Дети блокады | страница 124



Вечером помещение сельсовета, где должна была состояться выездная сессия суда, было набито битком. Событие было из ряда вон выходящее. Пришли все, кто мог. Духота, шум, многолюдство. Пьяные парни лузгали семечки, задирали девок, те визжали. Над собравшимися висел густой дым крепкого самосада. Кто успел, разместились на лавках и на полу, остальные теснились стоя.

У противоположной стенки стоял стол, накрытый красной материей, на нем графин с водой и граненый стакан.

За столом сидели две незнакомые женщины из Горького, в углу — здоровенный мужик в милицейской форме. Рядом с ним сидела на табуретке худая, испуганно озирающаяся по сторонам женщина лет сорока — подсудимая.

Под этот базар судья встал перед столом и негромким тусклым голосом объявил:

— Судебное заседание выездной сессии Горьковского областного суда считаю открытым.

Первые его слова потонули в шуме. Не повышая голоса и даже не сделав паузы, судья монотонно продолжил:

— Предупреждаю: шум, выкрики и нарушение дисциплины в зале суда, срывающие судебный процесс, приравниваются к хулиганству и дают основание для возбуждения уголовных дел согласно соответствующей статье уголовно-процессуального кодекса РСФСР.

Последние слова этой фразы падали как удары молотком по железу в мгновенно наступившей в зале гробовой тишине.

Дальше начался сам суд. Подробности его, к сожалению, за давностью лет уплыли из памяти. Помню только рассказ бригадира о том, как он встретил Прасковью, идущую с колхозного поля с мешком на спине. Заподозрил неладное. Остановил ее. В мешке оказалась рожь. Где взяла? С ответом стала путаться. Завернул ее назад, к полю и обнаружил, что колхозники, работавшие там, куда-то ушли, бросив два мешка с семенами на краю поля. Один мешок был наполовину пуст.

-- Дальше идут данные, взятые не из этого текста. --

//! Layered error definitions
//!
//! Categorized by source: config / file / delivery

use std::path::PathBuf;

use thiserror::Error;

/// Unified error type
#[derive(Debug, Error)]
pub enum ContractError {
    // ===== Configuration Errors =====
    /// Configuration parse error
    #[error("config parse error: {message}")]
    ConfigParse {
        message: String,
        #[source]
        source: Option<Box<dyn std::error::Error + Send + Sync>>,
    },

    /// Configuration validation error (missing or out-of-range field)
    #[error("config validation error at '{field}': {message}")]
    ConfigValidation { field: String, message: String },

    // ===== File Errors =====
    /// Tailed file could not be opened
    #[error("cannot open '{}': {source}", path.display())]
    FileOpen {
        path: PathBuf,
        #[source]
        source: std::io::Error,
    },

    /// Read failure while polling
    #[error("read error at offset {offset}: {source}")]
    Read {
        offset: u64,
        #[source]
        source: std::io::Error,
    },

    // ===== Delivery Errors =====
    /// Single delivery attempt failed
    #[error("notifier '{notifier}' delivery error: {message}")]
    Delivery { notifier: String, message: String },

    // ===== General Errors =====
    /// IO error
    #[error("io error: {0}")]
    Io(#[from] std::io::Error),
}

impl ContractError {
    /// Create configuration parse error
    pub fn config_parse(message: impl Into<String>) -> Self {
        Self::ConfigParse {
            message: message.into(),
            source: None,
        }
    }

    /// Create configuration validation error
    pub fn config_validation(field: impl Into<String>, message: impl Into<String>) -> Self {
        Self::ConfigValidation {
            field: field.into(),
            message: message.into(),
        }
    }

    /// Create validation error for a required field that was not supplied
    pub fn missing_field(field: impl Into<String>) -> Self {
        Self::config_validation(field, "required value is missing")
    }

    /// Create file open error
    pub fn file_open(path: impl Into<PathBuf>, source: std::io::Error) -> Self {
        Self::FileOpen {
            path: path.into(),
            source,
        }
    }

    /// Create read error
    pub fn read(offset: u64, source: std::io::Error) -> Self {
        Self::Read { offset, source }
    }

    /// Create delivery error
    pub fn delivery(notifier: impl Into<String>, message: impl Into<String>) -> Self {
        Self::Delivery {
            notifier: notifier.into(),
            message: message.into(),
        }
    }
}
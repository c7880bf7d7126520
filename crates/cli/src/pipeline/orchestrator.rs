//! Pipeline orchestrator - wires the watcher and the dispatcher together.

use std::path::PathBuf;
use std::sync::Arc;
use std::time::Instant;

use contracts::{ContractError, TailConfig};
use dispatcher::{create_notifier, DeliveryMetrics, Dispatcher, DispatcherConfig};
use ingestion::{handoff_queue, FileSource, IngestionMetrics, Watcher, WatcherConfig};
use tokio::task::JoinHandle;
use tracing::{error, info};

use super::PipelineStats;
use crate::error::{CliError, Result};
use crate::progress::ConsoleProgress;

/// Pipeline configuration
#[derive(Debug, Clone)]
pub struct PipelineConfig {
    /// Validated tail configuration
    pub tail: TailConfig,

    /// Draw the console spinner
    pub show_progress: bool,
}

/// Main pipeline orchestrator
pub struct Pipeline {
    config: PipelineConfig,
}

impl Pipeline {
    /// Create a new pipeline with the given configuration
    pub fn new(config: PipelineConfig) -> Self {
        Self { config }
    }

    /// Open the file, build both loops and spawn them.
    ///
    /// Every failure here is a startup failure.
    pub async fn start(self) -> Result<RunningPipeline> {
        let tail = self.config.tail;
        let path = tail
            .source
            .path
            .clone()
            .ok_or_else(|| CliError::Config(ContractError::missing_field("source.path")))?;

        let source = FileSource::open(&path).await.map_err(CliError::FileOpen)?;
        let notifier = create_notifier(&tail.delivery)?;

        let (tx, rx) = handoff_queue();

        let mut watcher =
            Watcher::start_at_end(source, WatcherConfig::from(&tail.source), tx).await?;
        if self.config.show_progress {
            watcher = watcher.with_progress(ConsoleProgress::new());
        }
        let start_offset = watcher.cursor().offset();
        let ingestion_metrics = watcher.metrics();

        let dispatcher = Dispatcher::new(
            notifier,
            tail.target.clone(),
            rx,
            DispatcherConfig::from(&tail.delivery),
        );
        let delivery_metrics = dispatcher.metrics();

        let watcher_handle = watcher.spawn();
        let dispatcher_handle = dispatcher.spawn();

        info!(
            path = %path.display(),
            start_offset,
            topic = %tail.target.topic,
            "Pipeline started"
        );

        Ok(RunningPipeline {
            path,
            topic: tail.target.topic,
            watcher_handle,
            dispatcher_handle,
            ingestion_metrics,
            delivery_metrics,
            start_offset,
            started: Instant::now(),
        })
    }
}

/// Handles to the two running loops
pub struct RunningPipeline {
    path: PathBuf,
    topic: String,
    watcher_handle: JoinHandle<()>,
    dispatcher_handle: JoinHandle<()>,
    ingestion_metrics: Arc<IngestionMetrics>,
    delivery_metrics: Arc<DeliveryMetrics>,
    start_offset: u64,
    started: Instant,
}

impl RunningPipeline {
    /// Startup line shown to the operator
    pub fn banner(&self) -> String {
        format!(
            "{} -> {}. (Press ctrl-c to stop)",
            self.path.display(),
            self.topic
        )
    }

    /// Wait until either loop finishes on its own.
    ///
    /// Both loops run for the process lifetime, so this only returns if one
    /// of them panicked or lost its queue.
    pub async fn wait(&mut self) {
        let (name, result) = tokio::select! {
            r = &mut self.watcher_handle => ("watcher", r),
            r = &mut self.dispatcher_handle => ("dispatcher", r),
        };
        if let Err(e) = result {
            error!(task = name, error = %e, "Task failed");
        }
    }

    /// Snapshot of the run so far
    pub fn stats(&self) -> PipelineStats {
        PipelineStats {
            duration: self.started.elapsed(),
            start_offset: self.start_offset,
            ingestion: self.ingestion_metrics.snapshot(),
            delivery: self.delivery_metrics.snapshot(),
        }
    }

    /// Abort both loops without draining the queue
    ///
    /// A handle already consumed by [`wait`](Self::wait) is finished and is
    /// not awaited again.
    pub async fn stop(mut self) -> PipelineStats {
        self.watcher_handle.abort();
        self.dispatcher_handle.abort();

        for (name, handle) in [
            ("watcher", &mut self.watcher_handle),
            ("dispatcher", &mut self.dispatcher_handle),
        ] {
            if handle.is_finished() {
                continue;
            }
            if let Err(e) = handle.await {
                if !e.is_cancelled() {
                    error!(task = name, error = %e, "Task failed");
                }
            }
        }

        let stats = self.stats();
        info!(
            duration_secs = stats.duration.as_secs_f64(),
            bytes_read = stats.ingestion.bytes_read,
            delivered = stats.delivery.delivered,
            "Pipeline stopped"
        );
        stats
    }
}
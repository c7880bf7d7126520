//! Pipeline statistics.

use std::time::Duration;

use dispatcher::DeliverySnapshot;
use ingestion::MetricsSnapshot;

/// Statistics from a pipeline run
#[derive(Debug, Clone, Default)]
pub struct PipelineStats {
    /// Total duration of the run
    pub duration: Duration,

    /// File length when tailing began
    pub start_offset: u64,

    /// Watcher counters
    pub ingestion: MetricsSnapshot,

    /// Dispatcher counters
    pub delivery: DeliverySnapshot,
}

impl PipelineStats {
    /// Chunks read but not yet handed to the notifier when the run ended
    pub fn undelivered_chunks(&self) -> u64 {
        let handled = self.delivery.attempts() + self.delivery.skipped_empty;
        self.ingestion.chunks_enqueued.saturating_sub(handled)
    }

    /// Print detailed summary
    pub fn print_summary(&self) {
        println!("\n╔══════════════════════════════════════════════╗");
        println!("║                 Run Statistics               ║");
        println!("╚══════════════════════════════════════════════╝\n");

        println!("Watcher");
        println!("   ├─ Duration: {:.2}s", self.duration.as_secs_f64());
        println!("   ├─ Started at offset: {}", self.start_offset);
        println!("   ├─ Bytes read: {}", self.ingestion.bytes_read);
        println!("   ├─ Chunks read: {}", self.ingestion.chunks_enqueued);
        println!("   └─ Read errors: {}", self.ingestion.read_errors);

        println!("\nDispatcher");
        println!("   ├─ Delivered: {}", self.delivery.delivered);
        println!("   ├─ Failed: {}", self.delivery.failed);
        println!("   ├─ Bytes delivered: {}", self.delivery.bytes_delivered);
        println!("   ├─ Latency (ms): {}", self.delivery.latency_ms);
        println!("   └─ Still queued at exit: {}", self.undelivered_chunks());

        println!();
    }
}
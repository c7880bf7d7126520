//! Chunk sources
//!
//! [`FileSource`] reads the real tailed file; [`MemorySource`] is an
//! append-only in-memory stand-in used to drive the watcher in tests.

use std::io::{self, SeekFrom};
use std::path::{Path, PathBuf};
use std::sync::{Arc, Mutex, MutexGuard, PoisonError};

use contracts::{ChunkSource, ContractError};
use tokio::fs::File;
use tokio::io::{AsyncReadExt, AsyncSeekExt};
use tracing::{debug, instrument};

/// Read-only handle on the tailed file
#[derive(Debug)]
pub struct FileSource {
    path: PathBuf,
    file: File,
}

impl FileSource {
    /// Open the file for reading
    ///
    /// # Errors
    /// [`ContractError::FileOpen`] if the path cannot be opened or names a directory
    #[instrument(name = "file_source_open", skip_all, fields(path = %path.as_ref().display()))]
    pub async fn open(path: impl AsRef<Path>) -> Result<Self, ContractError> {
        let path = path.as_ref().to_path_buf();
        let file = File::open(&path)
            .await
            .map_err(|e| ContractError::file_open(&path, e))?;

        let metadata = file
            .metadata()
            .await
            .map_err(|e| ContractError::file_open(&path, e))?;
        if metadata.is_dir() {
            return Err(ContractError::file_open(
                &path,
                io::Error::new(io::ErrorKind::InvalidInput, "is a directory"),
            ));
        }

        debug!(path = %path.display(), len = metadata.len(), "file opened");
        Ok(Self { path, file })
    }

    /// Path the source was opened from
    pub fn path(&self) -> &Path {
        &self.path
    }
}

impl ChunkSource for FileSource {
    async fn size(&mut self) -> io::Result<u64> {
        Ok(self.file.metadata().await?.len())
    }

    async fn read_at(&mut self, offset: u64, buf: &mut [u8]) -> io::Result<usize> {
        self.file.seek(SeekFrom::Start(offset)).await?;

        let mut filled = 0;
        while filled < buf.len() {
            match self.file.read(&mut buf[filled..]).await {
                Ok(0) => break,
                Ok(n) => filled += n,
                Err(e) if e.kind() == io::ErrorKind::Interrupted => continue,
                Err(e) => return Err(e),
            }
        }
        Ok(filled)
    }
}

/// In-memory append-only source
///
/// Clones share the same buffer, so a test can keep one handle to append to
/// while the watcher owns another.
#[derive(Debug, Clone, Default)]
pub struct MemorySource {
    inner: Arc<Mutex<MemoryInner>>,
}

#[derive(Debug, Default)]
struct MemoryInner {
    data: Vec<u8>,
    failing_reads: usize,
}

impl MemorySource {
    /// Create an empty source
    pub fn new() -> Self {
        Self::default()
    }

    /// Create a source with pre-existing content
    pub fn with_content(content: impl AsRef<[u8]>) -> Self {
        let source = Self::new();
        source.append(content);
        source
    }

    /// Append bytes at the end
    pub fn append(&self, bytes: impl AsRef<[u8]>) {
        self.lock().data.extend_from_slice(bytes.as_ref());
    }

    /// Make the next `count` reads fail
    pub fn fail_next_reads(&self, count: usize) {
        self.lock().failing_reads = count;
    }

    /// Current content length
    pub fn len(&self) -> usize {
        self.lock().data.len()
    }

    /// Whether nothing has been written yet
    pub fn is_empty(&self) -> bool {
        self.len() == 0
    }

    fn lock(&self) -> MutexGuard<'_, MemoryInner> {
        self.inner.lock().unwrap_or_else(PoisonError::into_inner)
    }
}

impl ChunkSource for MemorySource {
    async fn size(&mut self) -> io::Result<u64> {
        Ok(self.lock().data.len() as u64)
    }

    async fn read_at(&mut self, offset: u64, buf: &mut [u8]) -> io::Result<usize> {
        let mut inner = self.lock();
        if inner.failing_reads > 0 {
            inner.failing_reads -= 1;
            return Err(io::Error::other("injected read failure"));
        }

        let start = usize::try_from(offset).unwrap_or(usize::MAX);
        if start >= inner.data.len() {
            return Ok(0);
        }
        let available = &inner.data[start..];
        let n = available.len().min(buf.len());
        buf[..n].copy_from_slice(&available[..n]);
        Ok(n)
    }
}

#[cfg(test)]
mod tests {
    use super::*;
    use std::io::Write;

    #[tokio::test]
    async fn test_memory_source_reads_by_offset() {
        let mut source = MemorySource::with_content(b"hello world");
        let mut buf = [0u8; 5];

        assert_eq!(source.read_at(0, &mut buf).await.unwrap(), 5);
        assert_eq!(&buf, b"hello");
        assert_eq!(source.read_at(6, &mut buf).await.unwrap(), 5);
        assert_eq!(&buf, b"world");
        assert_eq!(source.read_at(11, &mut buf).await.unwrap(), 0);
        assert_eq!(source.read_at(99, &mut buf).await.unwrap(), 0);
    }

    #[tokio::test]
    async fn test_memory_source_shared_append() {
        let mut source = MemorySource::new();
        let writer = source.clone();
        assert_eq!(source.size().await.unwrap(), 0);

        writer.append(b"abc");
        assert_eq!(source.size().await.unwrap(), 3);
        assert_eq!(source.len(), 3);
    }

    #[tokio::test]
    async fn test_memory_source_injected_failures() {
        let mut source = MemorySource::with_content(b"data");
        source.fail_next_reads(2);
        let mut buf = [0u8; 4];

        assert!(source.read_at(0, &mut buf).await.is_err());
        assert!(source.read_at(0, &mut buf).await.is_err());
        assert_eq!(source.read_at(0, &mut buf).await.unwrap(), 4);
    }

    #[tokio::test]
    async fn test_file_source_sees_appends() {
        let mut file = tempfile::NamedTempFile::new().unwrap();
        file.write_all(b"first\n").unwrap();
        file.flush().unwrap();

        let mut source = FileSource::open(file.path()).await.unwrap();
        assert_eq!(source.size().await.unwrap(), 6);

        file.write_all(b"second\n").unwrap();
        file.flush().unwrap();
        assert_eq!(source.size().await.unwrap(), 13);

        let mut buf = vec![0u8; 64];
        let n = source.read_at(6, &mut buf).await.unwrap();
        assert_eq!(&buf[..n], b"second\n");
    }

    #[tokio::test]
    async fn test_file_source_missing_file() {
        let dir = tempfile::tempdir().unwrap();
        let err = FileSource::open(dir.path().join("nope.log"))
            .await
            .unwrap_err();
        assert!(matches!(err, ContractError::FileOpen { .. }));
    }

    #[tokio::test]
    async fn test_file_source_rejects_directory() {
        let dir = tempfile::tempdir().unwrap();
        let err = FileSource::open(dir.path()).await.unwrap_err();
        assert!(matches!(err, ContractError::FileOpen { .. }));
    }
}
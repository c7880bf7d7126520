//! # Contracts
//!
//! Frozen interface contracts shared by every chattail crate.
//! Business crates depend on this crate only, reverse dependencies are prohibited.
//!
//! ## Data Flow
//! - `ingestion` reads the tailed file and produces [`Chunk`]s
//! - `dispatcher` consumes chunks and hands their text to a [`Notifier`]
//! - [`TailConfig`] describes both ends and is fixed at startup

mod chunk;
mod config;
mod error;
mod notifier;
mod source;

pub use chunk::Chunk;
pub use config::*;
pub use error::*;
pub use notifier::*;
pub use source::*;
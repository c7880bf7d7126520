//! Notifier trait - Dispatcher output interface
//!
//! Defines the single-attempt delivery capability the dispatcher drives.

use crate::{ContractError, DispatchTarget};

/// Message delivery trait
///
/// All notifier implementations must implement this trait. One call to
/// [`deliver`](LocalNotifier::deliver) is exactly one attempt; retrying is
/// not the notifier's business.
#[trait_variant::make(Notifier: Send)]
pub trait LocalNotifier {
    /// Notifier name (used for logging/metrics)
    fn name(&self) -> &str;

    /// Deliver one message to the target
    ///
    /// # Errors
    /// Returns [`ContractError::Delivery`] when the attempt fails
    async fn deliver(&mut self, text: &str, target: &DispatchTarget) -> Result<(), ContractError>;
}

Помню, как бестолково, сбивчиво оправдывалась обвиняемая, как плакала, утирая слезы и нос платком, как поминала своих голодных детей.

В памяти остались слова приговора, монотонно зачитанного судьей: «На основании статьи… Уголовного кодекса РСФСР… и учитывая… к одному году лишения свободы в исправительно-трудовых лагерях…»

Год тюрьмы!

Помню еще, что при выходе одна женщина негромко сказала соседке:

— Вот так, Марья! Хлеба дети просили… А нынче без хлеба и без матери…

И испуганно оглянулась на меня.

После суда был объявлен перерыв, и милиционер попросил не расходиться. Половина сельчан ушла, молодежь осталась. Милиционер рассказал, что за последнее время в области появилось много дезертиров, укрывающихся от армии. Они живут в лесах, вооружены, нуждаются в питании и поэтому иногда заходят в дома и забирают продукты, угрожая оружием.